While not all classes will require peer edits, students who are majoring in literature, history, or pre-law will find it more commonplace in their courses, so being prepared for a peer edit is crucial. As well, you may be looking for other tips for editing your paper. If so, take a look at our fantastic guide: How to Write a Research Paper… And Get an A+.
Students learn a lot from a peer edit.
They will learn whether their message or thesis is clear if their arguments are easy to follow, and if they have substantial materials to back up their claim.
They will also learn what it feels like to read another person’s work, giving them insight on what it might be like for their instructor when they are grading papers.
The best way to prepare for a peer edit is to keep the three things below in mind.
It’s not necessary to nitpick a person’s vocabulary or how they phrase their sentences, but rather keep your peer edit focused on the crucial parts that can make or break that paper.
Take a look through and then practice peer editing yourself.
1. Follow the Thesis
The thesis is generally found in the first paragraph of a paper, which sets the tone for the rest of the piece.
It can also be found, in various forms, throughout the entire paper, especially the conclusion.
While you’re peer editing, see if you can figure out what the thesis is.
- Does the paper and its main points support that thesis?
- Is there any information that is included that contradicts the stated thesis?
- Does the writer of the paper stick to the thesis, using all the available information possible to make the thesis clear?
2. Clarity and Competency
Clarity and competency are crucial in a peer edit. It will show the writer if their ideas come through easily and are well thought out.

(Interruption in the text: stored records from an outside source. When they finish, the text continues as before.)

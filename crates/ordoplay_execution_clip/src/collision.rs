// SPDX-License-Identifier: MIT OR Apache-2.0
//! Collision volumes carried by item-execute clips.
//!
//! A volume has one shape and one movement type. Movement decides where the
//! volume sits at a given elapsed time:
//!
//! - `FixedPosition` stays at the authored point
//! - `SelectedPosition` / `SelectedDirection` defer to the host's targeting
//! - `Normal` travels in a straight line from the origin
//! - `PathFly` / `SelectedDirectionPathFly` follow the authored bezier path

use crate::clip::AssetHandle;
use crate::error::ClipError;
use crate::path::{BezierCurve, BezierPathSampler, Interpolation};
use crate::settings::{ClipSettings, PathParametrization};
use crate::trigger::TriggerRule;
use serde::{Deserialize, Serialize};

/// Below this length a direction is treated as unset
const MIN_DIRECTION_LENGTH: f32 = 1.0e-6;

/// World up axis used to orient paths
const WORLD_UP: [f32; 3] = [0.0, 1.0, 0.0];

/// Whether the volume leaves the caster's hand
#[derive(Debug, Clone, Copy, PartialEq, Eq, Serialize, Deserialize, Default)]
pub enum ExecuteTiming {
    /// Released into the world
    #[default]
    OutOfHand,
    /// Held by the caster
    InHand,
}

/// Collision shape of a volume
#[derive(Debug, Clone, Copy, PartialEq, Serialize, Deserialize)]
pub enum CollisionShape {
    /// Sphere around the volume position
    Sphere {
        /// Sphere radius
        radius: f32,
    },
    /// Axis-aligned box
    Box {
        /// Center offset from the volume position
        center: [f32; 3],
        /// Full size (width, height, depth)
        size: [f32; 3],
    },
}

impl Default for CollisionShape {
    fn default() -> Self {
        Self::Sphere { radius: 0.5 }
    }
}

impl CollisionShape {
    /// Get the display name
    pub fn name(&self) -> &'static str {
        match self {
            Self::Sphere { .. } => "Sphere",
            Self::Box { .. } => "Box",
        }
    }
}

/// How a volume moves over the clip
#[derive(Debug, Clone, Copy, PartialEq, Eq, Hash, Serialize, Deserialize, Default)]
pub enum MovementType {
    /// Stays at the authored fixed point
    #[default]
    FixedPosition,
    /// Placed at a position picked by targeting
    SelectedPosition,
    /// Placed along a direction picked by targeting
    SelectedDirection,
    /// Straight-line travel from the origin
    Normal,
    /// Follows the authored path
    PathFly,
    /// Follows the authored path, turned to face the selected direction
    SelectedDirectionPathFly,
}

impl MovementType {
    /// Whether `speed` has any meaning for this movement
    pub fn uses_speed(&self) -> bool {
        !matches!(
            self,
            Self::FixedPosition | Self::SelectedPosition | Self::SelectedDirection
        )
    }

    /// Whether this movement samples the path
    pub fn uses_path(&self) -> bool {
        matches!(self, Self::PathFly | Self::SelectedDirectionPathFly)
    }

    /// Targeting needed before the position is known, if any
    pub fn targeting(&self) -> Option<TargetingKind> {
        match self {
            Self::SelectedPosition => Some(TargetingKind::Position),
            Self::SelectedDirection => Some(TargetingKind::Direction),
            _ => None,
        }
    }
}

/// Kind of targeting the host must resolve
#[derive(Debug, Clone, Copy, PartialEq, Eq, Hash, Serialize, Deserialize)]
pub enum TargetingKind {
    /// A point in the world
    Position,
    /// A direction from the caster
    Direction,
}

/// Runtime inputs supplied by the host
#[derive(Debug, Clone, Copy, PartialEq, Default)]
pub struct MotionInput {
    /// Where the volume was released
    pub origin: [f32; 3],
    /// Travel or facing direction; need not be normalized
    pub direction: [f32; 3],
}

impl MotionInput {
    /// Create motion input
    pub fn new(origin: [f32; 3], direction: [f32; 3]) -> Self {
        Self { origin, direction }
    }
}

/// Where a volume sits at some elapsed time
#[derive(Debug, Clone, Copy, PartialEq)]
pub enum VolumePosition {
    /// Fully determined position
    Resolved([f32; 3]),
    /// Position must come from the host's targeting
    Deferred(TargetingKind),
}

impl VolumePosition {
    /// Get the resolved position, if any
    pub fn resolved(&self) -> Option<[f32; 3]> {
        match self {
            Self::Resolved(p) => Some(*p),
            Self::Deferred(_) => None,
        }
    }
}

/// Collision volume and its movement
#[derive(Debug, Clone, PartialEq, Serialize, Deserialize)]
pub struct CollisionVolume {
    /// Whether the volume leaves the caster's hand
    pub execute_timing: ExecuteTiming,
    /// Trigger rule evaluated against this volume
    pub trigger: TriggerRule,
    /// Collision shape
    pub shape: CollisionShape,
    /// Movement type
    pub movement: MovementType,
    /// Travel speed; see [`MovementType::uses_speed`]
    pub speed: f32,
    /// Position for `FixedPosition` movement
    pub fixed_point: [f32; 3],
    /// Path for path-fly movement, local to the motion origin
    pub path: Option<BezierCurve>,
    /// Visual object spawned with the volume
    #[serde(default)]
    pub obj_asset: Option<AssetHandle>,
}

impl Default for CollisionVolume {
    fn default() -> Self {
        Self {
            execute_timing: ExecuteTiming::OutOfHand,
            trigger: TriggerRule::disabled(),
            shape: CollisionShape::default(),
            movement: MovementType::FixedPosition,
            speed: 1.0,
            fixed_point: [0.0; 3],
            path: None,
            obj_asset: None,
        }
    }
}

impl CollisionVolume {
    /// Create a volume with the given shape and movement
    pub fn new(shape: CollisionShape, movement: MovementType) -> Self {
        Self {
            shape,
            movement,
            ..Self::default()
        }
    }

    /// Set the trigger rule
    pub fn with_trigger(mut self, trigger: TriggerRule) -> Self {
        self.trigger = trigger;
        self
    }

    /// Set the speed
    pub fn with_speed(mut self, speed: f32) -> Self {
        self.speed = speed;
        self
    }

    /// Set the fixed point
    pub fn with_fixed_point(mut self, point: [f32; 3]) -> Self {
        self.fixed_point = point;
        self
    }

    /// Set the path
    pub fn with_path(mut self, path: BezierCurve) -> Self {
        self.path = Some(path);
        self
    }

    /// Set the visual object
    pub fn with_obj_asset(mut self, asset: AssetHandle) -> Self {
        self.obj_asset = Some(asset);
        self
    }

    /// Set the execute timing
    pub fn with_execute_timing(mut self, timing: ExecuteTiming) -> Self {
        self.execute_timing = timing;
        self
    }

    /// Get the active shape
    pub fn shape(&self) -> &CollisionShape {
        &self.shape
    }

    /// Whether `speed` is meaningful for the current movement
    pub fn shows_speed(&self) -> bool {
        self.movement.uses_speed()
    }

    /// Whether the path is meaningful for the current movement
    pub fn uses_path(&self) -> bool {
        self.movement.uses_path()
    }

    /// Sampler over the configured path
    pub fn path_sampler(&self) -> BezierPathSampler<'_> {
        BezierPathSampler::new(self.path.as_ref())
    }

    /// Check that path-based movement has a path to follow
    pub fn validate(&self) -> Result<(), ClipError> {
        let has_path = self.path.as_ref().is_some_and(|p| !p.is_empty());
        if self.uses_path() && !has_path {
            return Err(ClipError::MissingPath);
        }
        Ok(())
    }

    /// Position at `elapsed` into a clip of length `duration`, sampling paths uniformly
    pub fn current_position(
        &self,
        elapsed: f64,
        duration: f64,
        input: &MotionInput,
    ) -> Result<VolumePosition, ClipError> {
        self.current_position_with(elapsed, duration, input, &ClipSettings::default())
    }

    /// Position at `elapsed` into a clip of length `duration`
    pub fn current_position_with(
        &self,
        elapsed: f64,
        duration: f64,
        input: &MotionInput,
        settings: &ClipSettings,
    ) -> Result<VolumePosition, ClipError> {
        let position = match self.movement {
            MovementType::FixedPosition => self.fixed_point,
            movement @ (MovementType::SelectedPosition | MovementType::SelectedDirection) => {
                match movement.targeting() {
                    Some(kind) => return Ok(VolumePosition::Deferred(kind)),
                    None => input.origin,
                }
            }
            MovementType::Normal => {
                let travelled = self.speed * elapsed.max(0.0) as f32;
                let step = match normalize(input.direction) {
                    Some(direction) => Interpolation::scale_vec3(direction, travelled),
                    None => [0.0; 3],
                };
                Interpolation::add_vec3(input.origin, step)
            }
            MovementType::PathFly | MovementType::SelectedDirectionPathFly => {
                self.validate()?;
                let t = self.path_progress(elapsed, duration);
                let sampler = self.path_sampler();
                let local = match settings.path_parametrization {
                    PathParametrization::Uniform => sampler.sample(t),
                    PathParametrization::ArcLength => sampler
                        .with_arc_length(settings.arc_length_samples)
                        .sample_by_distance(t),
                }
                .ok_or(ClipError::MissingPath)?;

                let local = if self.movement == MovementType::SelectedDirectionPathFly {
                    orient(local, input.direction)
                } else {
                    local
                };
                Interpolation::add_vec3(input.origin, local)
            }
        };
        Ok(VolumePosition::Resolved(position))
    }

    /// Normalized path parameter, scaled by speed
    fn path_progress(&self, elapsed: f64, duration: f64) -> f32 {
        let progress = if duration > 0.0 {
            (elapsed / duration).clamp(0.0, 1.0)
        } else {
            1.0
        };
        let scaled = progress as f32 * self.speed;
        if scaled.is_nan() {
            0.0
        } else {
            scaled.clamp(0.0, 1.0)
        }
    }
}

fn normalize(v: [f32; 3]) -> Option<[f32; 3]> {
    let length = Interpolation::distance_vec3([0.0; 3], v);
    if length < MIN_DIRECTION_LENGTH || !length.is_finite() {
        None
    } else {
        Some(Interpolation::scale_vec3(v, 1.0 / length))
    }
}

fn cross(a: [f32; 3], b: [f32; 3]) -> [f32; 3] {
    [
        a[1] * b[2] - a[2] * b[1],
        a[2] * b[0] - a[0] * b[2],
        a[0] * b[1] - a[1] * b[0],
    ]
}

/// Rotate a path-local point so local +Z faces `direction`
fn orient(local: [f32; 3], direction: [f32; 3]) -> [f32; 3] {
    let Some(forward) = normalize(direction) else {
        return local;
    };
    let right = normalize(cross(WORLD_UP, forward)).unwrap_or([1.0, 0.0, 0.0]);
    let up = cross(forward, right);

    let x = Interpolation::scale_vec3(right, local[0]);
    let y = Interpolation::scale_vec3(up, local[1]);
    let z = Interpolation::scale_vec3(forward, local[2]);
    Interpolation::add_vec3(Interpolation::add_vec3(x, y), z)
}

The lack of clarity or competency in the ideas or the execution will be things that the student you are peer editing will need to work on.

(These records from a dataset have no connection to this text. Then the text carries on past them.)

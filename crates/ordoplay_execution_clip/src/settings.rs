// SPDX-License-Identifier: MIT OR Apache-2.0
//! Clip evaluation settings.
//!
//! Settings are stored as RON alongside the authoring project:
//!
//! ```ron
//! (
//!     strict_effect_registry: false,
//!     path_parametrization: ArcLength,
//!     arc_length_samples: 128,
//! )
//! ```

use crate::error::SettingsError;
use serde::{Deserialize, Serialize};
use std::path::Path;

/// Default arc-length table resolution
pub const DEFAULT_ARC_LENGTH_SAMPLES: usize = 64;

/// Smallest arc-length table resolution
pub const MIN_ARC_LENGTH_SAMPLES: usize = 2;

/// Largest arc-length table resolution
pub const MAX_ARC_LENGTH_SAMPLES: usize = 4096;

/// Conventional settings file name
pub const SETTINGS_FILE_NAME: &str = "clips.ron";

/// How path-fly volumes map normalized time onto their path
#[derive(Debug, Clone, Copy, PartialEq, Eq, Serialize, Deserialize, Default)]
pub enum PathParametrization {
    /// Uniform in curve parameter; each segment takes equal time
    #[default]
    Uniform,
    /// Uniform in distance travelled
    ArcLength,
}

/// Settings shared by authoring and evaluation hosts
#[derive(Debug, Clone, PartialEq, Serialize, Deserialize)]
#[serde(default)]
pub struct ClipSettings {
    /// Reject unknown effect tags instead of ignoring them
    pub strict_effect_registry: bool,
    /// Path parametrization for path-fly movement
    pub path_parametrization: PathParametrization,
    /// Arc-length table resolution, clamped to
    /// `MIN_ARC_LENGTH_SAMPLES..=MAX_ARC_LENGTH_SAMPLES` when loaded
    pub arc_length_samples: usize,
}

impl Default for ClipSettings {
    fn default() -> Self {
        Self {
            strict_effect_registry: false,
            path_parametrization: PathParametrization::Uniform,
            arc_length_samples: DEFAULT_ARC_LENGTH_SAMPLES,
        }
    }
}

impl ClipSettings {
    /// Parse settings from a RON string
    pub fn from_ron_str(source: &str) -> Result<Self, SettingsError> {
        let mut settings: Self = ron::from_str(source)?;
        settings.arc_length_samples = clamp_arc_length_samples(settings.arc_length_samples);
        Ok(settings)
    }

    /// Load settings from a RON file
    pub fn load(path: &Path) -> Result<Self, SettingsError> {
        let source = std::fs::read_to_string(path).map_err(|source| SettingsError::Io {
            path: path.to_path_buf(),
            source,
        })?;
        let settings = Self::from_ron_str(&source)?;
        tracing::debug!("Loaded clip settings from {:?}", path);
        Ok(settings)
    }

    /// Serialize to pretty RON
    pub fn to_ron_string(&self) -> Result<String, SettingsError> {
        Ok(ron::ser::to_string_pretty(self, ron::ser::PrettyConfig::default())?)
    }
}

/// Clamp an arc-length table resolution into the supported range
pub fn clamp_arc_length_samples(samples: usize) -> usize {
    samples.clamp(MIN_ARC_LENGTH_SAMPLES, MAX_ARC_LENGTH_SAMPLES)
}

#[cfg(test)]
mod tests {
    use super::*;

    #[test]
    fn test_default_settings() {
        let settings = ClipSettings::default();
        assert!(!settings.strict_effect_registry);
        assert_eq!(settings.path_parametrization, PathParametrization::Uniform);
        assert_eq!(settings.arc_length_samples, DEFAULT_ARC_LENGTH_SAMPLES);
    }

    #[test]
    fn test_serialization() {
        let settings = ClipSettings {
            strict_effect_registry: true,
            path_parametrization: PathParametrization::ArcLength,
            arc_length_samples: 32,
        };
        let ron_str = settings.to_ron_string().unwrap();
        let loaded = ClipSettings::from_ron_str(&ron_str).unwrap();
        assert_eq!(loaded, settings);
    }

    #[test]
    fn test_missing_fields_use_defaults() {
        let loaded = ClipSettings::from_ron_str("(strict_effect_registry: true)").unwrap();
        assert!(loaded.strict_effect_registry);
        assert_eq!(loaded.arc_length_samples, DEFAULT_ARC_LENGTH_SAMPLES);
    }

    #[test]
    fn test_sample_count_has_floor() {
        let loaded = ClipSettings::from_ron_str("(arc_length_samples: 0)").unwrap();
        assert_eq!(loaded.arc_length_samples, 2);
    }

    #[test]
    fn test_sample_count_has_ceiling() {
        let loaded = ClipSettings::from_ron_str(
            "(path_parametrization: ArcLength, arc_length_samples: 18446744073709551615)",
        )
        .unwrap();
        assert_eq!(loaded.arc_length_samples, MAX_ARC_LENGTH_SAMPLES);
    }

    #[test]
    fn test_invalid_ron() {
        assert!(matches!(
            ClipSettings::from_ron_str("(strict_effect_registry: maybe)"),
            Err(SettingsError::Ron(_))
        ));
    }

    #[test]
    fn test_missing_file() {
        let result = ClipSettings::load(Path::new("does/not/exist/clips.ron"));
        assert!(matches!(result, Err(SettingsError::Io { .. })));
    }
}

Ask yourself these following questions:
- Do you know what the paper is about?
- Does it make its points with strong ideas that are articulated well?

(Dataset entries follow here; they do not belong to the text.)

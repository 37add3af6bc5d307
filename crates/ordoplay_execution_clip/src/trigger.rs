// SPDX-License-Identifier: MIT OR Apache-2.0
//! Trigger rules deciding when a clip fires.
//!
//! A rule combines any number of fire flags with a single fire event. The
//! flags say *when* the clip fires; the event says *what* happens:
//!
//! - `START_TRIGGER` fires once when elapsed time reaches the clip start
//! - `END_TRIGGER` fires once when elapsed time reaches the clip end
//! - `COLLISION_TRIGGER` fires on the first collision contact of an activation
//! - `COLLISION_TRIGGER_MULTIPLE` fires once per distinct contact inside the window
//!
//! An empty flag set disables the rule. Firing bookkeeping is per execution and
//! lives in [`crate::execution::ExecutionState`].

use crate::error::ClipError;
use bitflags::bitflags;
use serde::{Deserialize, Serialize};

bitflags! {
    /// Conditions under which a clip fires
    #[derive(Debug, Clone, Copy, PartialEq, Eq, Hash, Default, Serialize, Deserialize)]
    #[serde(transparent)]
    pub struct FireFlags: u32 {
        /// Fire when elapsed time reaches the clip start
        const START_TRIGGER = 1 << 1;
        /// Fire on the first collision contact
        const COLLISION_TRIGGER = 1 << 2;
        /// Fire when elapsed time reaches the clip end
        const END_TRIGGER = 1 << 3;
        /// Fire on every distinct collision contact
        const COLLISION_TRIGGER_MULTIPLE = 1 << 4;
    }
}

impl FireFlags {
    /// Whether any collision flag is set
    pub fn fires_on_collision(&self) -> bool {
        self.intersects(Self::COLLISION_TRIGGER | Self::COLLISION_TRIGGER_MULTIPLE)
    }
}

/// Which of the clip's effects an assign event hands out
#[derive(Debug, Clone, Copy, PartialEq, Eq, Serialize, Deserialize, Default)]
pub enum EffectApplyKind {
    /// Every enabled effect, in list order
    #[default]
    AllEffects,
    /// A single effect by list index
    Single(usize),
}

/// Who receives assigned effects; resolved by the host's targeting
#[derive(Debug, Clone, Copy, PartialEq, Eq, Serialize, Deserialize, Default)]
pub enum EffectApplyTarget {
    /// The execution's input target
    #[default]
    Target,
    /// The caster of the ability
    Caster,
    /// Whatever the collision volume touched
    CollidedUnit,
}

/// What happens when a rule fires
#[derive(Debug, Clone, PartialEq, Serialize, Deserialize)]
pub enum FireEvent {
    /// Hand the clip's effects to a target
    AssignEffect {
        /// Effects to assign
        apply: EffectApplyKind,
        /// Receiver of the effects
        target: EffectApplyTarget,
    },
    /// Start another execution, looked up by name
    TriggerNewExecution {
        /// Execution name resolved through an [`ExecutionLookup`]
        execution: String,
    },
}

impl Default for FireEvent {
    fn default() -> Self {
        Self::AssignEffect {
            apply: EffectApplyKind::AllEffects,
            target: EffectApplyTarget::Target,
        }
    }
}

/// Name-based lookup of executions that a spawn event may start
pub trait ExecutionLookup {
    /// Whether an execution with this name exists
    fn contains_execution(&self, name: &str) -> bool;
}

/// Fire flags plus the event they raise
#[derive(Debug, Clone, Default, PartialEq, Serialize, Deserialize)]
pub struct TriggerRule {
    /// When the rule fires
    pub fire_flags: FireFlags,
    /// What firing does; ignored while `fire_flags` is empty
    pub fire_event: FireEvent,
}

impl TriggerRule {
    /// Create a rule
    pub fn new(fire_flags: FireFlags, fire_event: FireEvent) -> Self {
        Self {
            fire_flags,
            fire_event,
        }
    }

    /// A rule that never fires
    pub fn disabled() -> Self {
        Self::default()
    }

    /// Rule that assigns effects
    pub fn assign(fire_flags: FireFlags, apply: EffectApplyKind, target: EffectApplyTarget) -> Self {
        Self::new(fire_flags, FireEvent::AssignEffect { apply, target })
    }

    /// Rule that spawns a named execution
    pub fn spawn(fire_flags: FireFlags, execution: impl Into<String>) -> Self {
        Self::new(
            fire_flags,
            FireEvent::TriggerNewExecution {
                execution: execution.into(),
            },
        )
    }

    /// Whether the rule can fire at all
    pub fn is_enabled(&self) -> bool {
        !self.fire_flags.is_empty()
    }

    /// Whether firing assigns effects
    pub fn is_assign_trigger(&self) -> bool {
        self.is_enabled() && matches!(self.fire_event, FireEvent::AssignEffect { .. })
    }

    /// Whether firing spawns a new execution
    pub fn is_spawn_trigger(&self) -> bool {
        self.is_enabled() && matches!(self.fire_event, FireEvent::TriggerNewExecution { .. })
    }

    /// Apply kind and target, for enabled assign rules
    pub fn assignment(&self) -> Option<(EffectApplyKind, EffectApplyTarget)> {
        match &self.fire_event {
            FireEvent::AssignEffect { apply, target } if self.is_enabled() => Some((*apply, *target)),
            _ => None,
        }
    }

    /// Execution name, for enabled spawn rules
    pub fn spawn_target(&self) -> Option<&str> {
        match &self.fire_event {
            FireEvent::TriggerNewExecution { execution } if self.is_enabled() => Some(execution.as_str()),
            _ => None,
        }
    }

    /// Resolve the spawn target against a lookup
    ///
    /// Returns `Ok(None)` for rules that do not spawn.
    pub fn resolve_spawn<'a>(&'a self, lookup: &dyn ExecutionLookup) -> Result<Option<&'a str>, ClipError> {
        let Some(name) = self.spawn_target() else {
            return Ok(None);
        };
        if lookup.contains_execution(name) {
            Ok(Some(name))
        } else {
            tracing::warn!("Spawn target not found: {}", name);
            Err(ClipError::UnresolvedSpawnReference(name.to_string()))
        }
    }
}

- Can you tell who the intended audience of the paper is?
- Is the introduction clear with a thesis?
- Does the conclusion wrap up the paper succinctly?
3. Quality of Content and Style
The way the content was written showcases a lot about the writer.
By peer editing the paper, you can provide valuable insight in how that student is presenting themselves.
Start by looking for clues of passive voice or tentative words by the author. Also, check for a heavy reliance on data and a little time spent on explaining more difficult concepts.
These are all signs of an uncertain author, so make sure you bring these things up to your classmates; after all, you’d want them to do the same for you.